Every line containing the word "used" must be pulled from the records.

■ ■ ■ ■ ■ ■ ■

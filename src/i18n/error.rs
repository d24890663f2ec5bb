//! Error types for translation, formatting and dictionary loading.

use thiserror::Error;

/// Failure of printf-style positional formatting.
#[derive(Error, Debug, Clone, PartialEq, Eq)]
pub enum FormatError {
    /// A conversion referenced an argument that was not supplied
    #[error("Missing argument {position} (only {supplied} supplied)")]
    MissingArgument { position: usize, supplied: usize },

    /// More arguments were supplied than the template consumes
    #[error("Template uses {used} argument(s) but {supplied} were supplied")]
    UnusedArguments { used: usize, supplied: usize },

    /// An argument cannot be rendered by the requested conversion
    #[error("Argument {position} ({value:?}) is not valid for %{conversion}")]
    IncompatibleArgument {
        position: usize,
        conversion: char,
        value: String,
    },

    /// Unsupported conversion character
    #[error("Unknown conversion '%{conversion}' at byte {offset}")]
    UnknownConversion { conversion: char, offset: usize },

    /// A `%` sequence ended before its conversion character
    #[error("Incomplete format specifier at byte {offset}")]
    IncompleteSpecifier { offset: usize },

    /// Width or precision above the supported maximum
    #[error("Width or precision exceeds {max} at byte {offset}")]
    SpecifierOutOfRange { offset: usize, max: usize },

    /// Argument numbers are 1-based
    #[error("Argument number must be greater than zero at byte {offset}")]
    ZeroArgumentNumber { offset: usize },
}

/// Failure of [`Translator::translate`](crate::i18n::Translator::translate).
#[derive(Error, Debug, Clone, PartialEq, Eq)]
pub enum TranslateError {
    /// Positional argument substitution failed
    #[error("Failed to format message for key '{key}': {source}")]
    Format {
        key: String,
        #[source]
        source: FormatError,
    },

    /// Parameter expansion nested deeper than the configured limit
    #[error("Parameter '{name}' exceeded the expansion depth limit of {limit}")]
    ParameterDepthExceeded { name: String, limit: usize },
}

/// Failure of a [`TranslatesLoader`](crate::i18n::TranslatesLoader).
#[derive(Error, Debug)]
pub enum LoadError {
    /// Dictionary file could not be read
    #[error("Failed to read dictionary {path}: {source}")]
    Io {
        path: String,
        #[source]
        source: std::io::Error,
    },

    /// Dictionary file is not valid JSON
    #[error("Failed to parse dictionary: {0}")]
    Json(#[from] serde_json::Error),

    /// Dictionary content has a shape that cannot be flattened into key/template pairs
    #[error("Invalid dictionary for section '{section}' ({lang}): {reason}")]
    InvalidDictionary {
        section: String,
        lang: String,
        reason: String,
    },
}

■ ■ ■ ■ ■ ■ ■

WRITTEN REPLY:
    #[error("Template uses {used} argument(s) but {supplied} were supplied")]
    UnusedArguments { used: usize, supplied: usize },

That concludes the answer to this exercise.